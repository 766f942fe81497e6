//! Pure group arithmetic: who belongs to which tier group and who leads it.
//!
//! Every rank runs the same computation on the same gathered placement
//! table, so every rank derives the same groups and leaders without further
//! messaging.

use crate::comm::{Communicator, Locality, tags};
use crate::error::{Result, StrataError};
use crate::fallback;
use crate::hash::fnv1a;
use crate::types::Rank;
use indexmap::IndexSet;

/// Wire size of one placement record: [node digest u64][socket u32][numa u32].
pub(crate) const PLACEMENT_RECORD_SIZE: usize = 16;

/// A rank's placement as exchanged on the wire.
#[derive(Debug, Clone, Copy, PartialEq, Eq, Hash)]
pub(crate) struct RawPlacement {
    pub node: u64,
    pub socket: u32,
    pub numa: u32,
}

impl RawPlacement {
    pub(crate) fn of(locality: &Locality) -> Self {
        Self {
            node: fnv1a([locality.node.as_bytes()]),
            socket: locality.socket,
            numa: locality.numa,
        }
    }

    fn encode(&self) -> [u8; PLACEMENT_RECORD_SIZE] {
        let mut out = [0u8; PLACEMENT_RECORD_SIZE];
        out[..8].copy_from_slice(&self.node.to_le_bytes());
        out[8..12].copy_from_slice(&self.socket.to_le_bytes());
        out[12..].copy_from_slice(&self.numa.to_le_bytes());
        out
    }

    fn decode(b: &[u8]) -> Result<Self> {
        if b.len() != PLACEMENT_RECORD_SIZE {
            return Err(StrataError::DecodeFailed(format!(
                "placement record needs {PLACEMENT_RECORD_SIZE} bytes, got {}",
                b.len()
            )));
        }
        let mut node = [0u8; 8];
        node.copy_from_slice(&b[..8]);
        Ok(Self {
            node: u64::from_le_bytes(node),
            socket: u32::from_le_bytes([b[8], b[9], b[10], b[11]]),
            numa: u32::from_le_bytes([b[12], b[13], b[14], b[15]]),
        })
    }
}

/// Collective: gather every rank's placement, indexed by rank.
pub(crate) async fn exchange_placements<C: Communicator>(comm: &C) -> Result<Vec<RawPlacement>> {
    let mine = RawPlacement::of(comm.locality()).encode();
    let all = fallback::allgather(comm, &mine, tags::ALLGATHER).await?;
    all.chunks_exact(PLACEMENT_RECORD_SIZE)
        .map(RawPlacement::decode)
        .collect()
}

/// Tiers of the hierarchy, outermost first.
#[derive(Debug, Clone, Copy, PartialEq, Eq)]
pub enum Tier {
    Node,
    Socket,
    Numa,
    Subgroup,
}

/// Group membership and leaders of every rank in every tier.
///
/// Group ids are dense and numbered in order of first appearance by rank.
/// A group's leader is the root when the group contains it, otherwise its
/// lowest rank.
#[derive(Debug, Clone, PartialEq, Eq)]
pub struct GroupLayout {
    root: Rank,
    sg_size: usize,
    /// Digest of each node id's name, for shared-segment keys.
    node_keys: Vec<u64>,
    node_of: Vec<usize>,
    socket_of: Vec<usize>,
    numa_of: Vec<usize>,
    subgroup_of: Vec<usize>,
    node_leaders: Vec<Rank>,
    socket_leaders: Vec<Rank>,
    numa_leaders: Vec<Rank>,
    subgroup_leaders: Vec<Rank>,
}

impl GroupLayout {
    /// Derive the layout of a group of `placements.len()` ranks for `root`,
    /// with subgroups of `sg_size` consecutive ranks inside each socket.
    pub(crate) fn compute(placements: &[RawPlacement], root: Rank, sg_size: usize) -> Self {
        let sg_size = sg_size.max(1);

        let mut nodes: IndexSet<u64> = IndexSet::new();
        let mut sockets: IndexSet<(usize, u32)> = IndexSet::new();
        let mut numas: IndexSet<(usize, u32, u32)> = IndexSet::new();
        let mut node_of = Vec::with_capacity(placements.len());
        let mut socket_of = Vec::with_capacity(placements.len());
        let mut numa_of = Vec::with_capacity(placements.len());

        for p in placements {
            let (node, _) = nodes.insert_full(p.node);
            let (socket, _) = sockets.insert_full((node, p.socket));
            let (numa, _) = numas.insert_full((node, p.socket, p.numa));
            node_of.push(node);
            socket_of.push(socket);
            numa_of.push(numa);
        }

        // Ranks are visited in ascending order, so the running position
        // inside each socket is the rank's index among its socket peers.
        let mut seen_in_socket = vec![0usize; sockets.len()];
        let mut subgroups: IndexSet<(usize, usize)> = IndexSet::new();
        let mut subgroup_of = Vec::with_capacity(placements.len());
        for &socket in &socket_of {
            let block = seen_in_socket[socket] / sg_size;
            seen_in_socket[socket] += 1;
            let (sg, _) = subgroups.insert_full((socket, block));
            subgroup_of.push(sg);
        }

        Self {
            root,
            sg_size,
            node_keys: nodes.into_iter().collect(),
            node_leaders: leaders(&node_of, root),
            socket_leaders: leaders(&socket_of, root),
            numa_leaders: leaders(&numa_of, root),
            subgroup_leaders: leaders(&subgroup_of, root),
            node_of,
            socket_of,
            numa_of,
            subgroup_of,
        }
    }

    pub fn root(&self) -> Rank {
        self.root
    }

    pub fn sg_size(&self) -> usize {
        self.sg_size
    }

    pub fn size(&self) -> usize {
        self.node_of.len()
    }

    pub fn num_nodes(&self) -> usize {
        self.node_keys.len()
    }

    pub fn num_groups(&self, tier: Tier) -> usize {
        self.tier_leaders(tier).len()
    }

    /// Ranks on the most populated node. Equal on every rank, unlike the
    /// size of a rank's own node.
    pub fn max_node_size(&self) -> usize {
        let mut counts = vec![0usize; self.num_nodes()];
        for &n in &self.node_of {
            counts[n] += 1;
        }
        counts.into_iter().max().unwrap_or(0)
    }

    pub(crate) fn node_key(&self, node: usize) -> u64 {
        self.node_keys[node]
    }

    fn tier_of(&self, tier: Tier) -> &[usize] {
        match tier {
            Tier::Node => &self.node_of,
            Tier::Socket => &self.socket_of,
            Tier::Numa => &self.numa_of,
            Tier::Subgroup => &self.subgroup_of,
        }
    }

    fn tier_leaders(&self, tier: Tier) -> &[Rank] {
        match tier {
            Tier::Node => &self.node_leaders,
            Tier::Socket => &self.socket_leaders,
            Tier::Numa => &self.numa_leaders,
            Tier::Subgroup => &self.subgroup_leaders,
        }
    }

    /// Group id of `rank` in `tier`.
    pub fn group_of(&self, tier: Tier, rank: Rank) -> usize {
        self.tier_of(tier)[rank as usize]
    }

    /// Leader of every group of `tier`, indexed by group id.
    pub fn leaders(&self, tier: Tier) -> &[Rank] {
        self.tier_leaders(tier)
    }

    pub fn leader_of(&self, tier: Tier, rank: Rank) -> Rank {
        self.tier_leaders(tier)[self.group_of(tier, rank)]
    }

    pub fn is_leader(&self, tier: Tier, rank: Rank) -> bool {
        self.leader_of(tier, rank) == rank
    }

    /// Members of group `group` of `tier`, ascending.
    pub fn members(&self, tier: Tier, group: usize) -> Vec<Rank> {
        self.tier_of(tier)
            .iter()
            .enumerate()
            .filter(|&(_, &g)| g == group)
            .map(|(r, _)| r as Rank)
            .collect()
    }

    /// Shared-memory grouping of `rank`'s node.
    pub(crate) fn shm_groups(&self, rank: Rank) -> ShmGroups {
        let node = self.group_of(Tier::Node, rank);
        let node_members = self.members(Tier::Node, node);
        let slot_of = |r: Rank| node_members.iter().position(|&m| m == r).unwrap_or(0);

        let numa = self.group_of(Tier::Numa, rank);
        let l1 = leader_first(
            self.numa_leaders[numa],
            self.members(Tier::Numa, numa).into_iter(),
        )
        .into_iter()
        .map(slot_of)
        .collect();

        let numa_leaders_here = node_members
            .iter()
            .copied()
            .filter(|&r| self.is_leader(Tier::Numa, r));
        let l2 = leader_first(self.node_leaders[node], numa_leaders_here)
            .into_iter()
            .map(slot_of)
            .collect();

        ShmGroups {
            slot: slot_of(rank),
            node,
            l1,
            l2,
            node_members,
        }
    }
}

/// Split key placing `root` first, then everyone else in rank order.
pub(crate) fn split_key(rank: Rank, root: Rank) -> u32 {
    if rank == root { 0 } else { rank + 1 }
}

fn leaders(group_of: &[usize], root: Rank) -> Vec<Rank> {
    let groups = group_of.iter().copied().max().map_or(0, |m| m + 1);
    let mut leaders: Vec<Option<Rank>> = vec![None; groups];
    for (r, &g) in group_of.iter().enumerate() {
        if leaders[g].is_none() {
            leaders[g] = Some(r as Rank);
        }
    }
    if let Some(&g) = group_of.get(root as usize) {
        leaders[g] = Some(root);
    }
    leaders.into_iter().map(|l| l.unwrap_or(0)).collect()
}

fn leader_first(leader: Rank, members: impl Iterator<Item = Rank>) -> Vec<Rank> {
    std::iter::once(leader)
        .chain(members.filter(|&m| m != leader))
        .collect()
}

/// Node-local view used by the shared-memory paths. Slots index the node's
/// members in ascending rank order.
#[derive(Debug, Clone, PartialEq, Eq)]
pub(crate) struct ShmGroups {
    /// This rank's slot.
    pub slot: usize,
    /// Node id.
    pub node: usize,
    /// This rank's NUMA group, leader first, then ascending.
    pub l1: Vec<usize>,
    /// NUMA leaders of the node, node leader first, then ascending.
    pub l2: Vec<usize>,
    /// Ranks of the node, ascending; index is the slot.
    pub node_members: Vec<Rank>,
}

impl ShmGroups {
    pub(crate) fn node_size(&self) -> usize {
        self.node_members.len()
    }

    pub(crate) fn is_l1_leader(&self) -> bool {
        self.l1.first() == Some(&self.slot)
    }

    /// `group` in ascending slot order.
    pub(crate) fn ascending(group: &[usize]) -> Vec<usize> {
        let mut sorted = group.to_vec();
        sorted.sort_unstable();
        sorted
    }
}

• Task details
Gather each line from the listing above that holds "sorted".

• Result for this task
        let mut sorted = group.to_vec();
        sorted.sort_unstable();
        sorted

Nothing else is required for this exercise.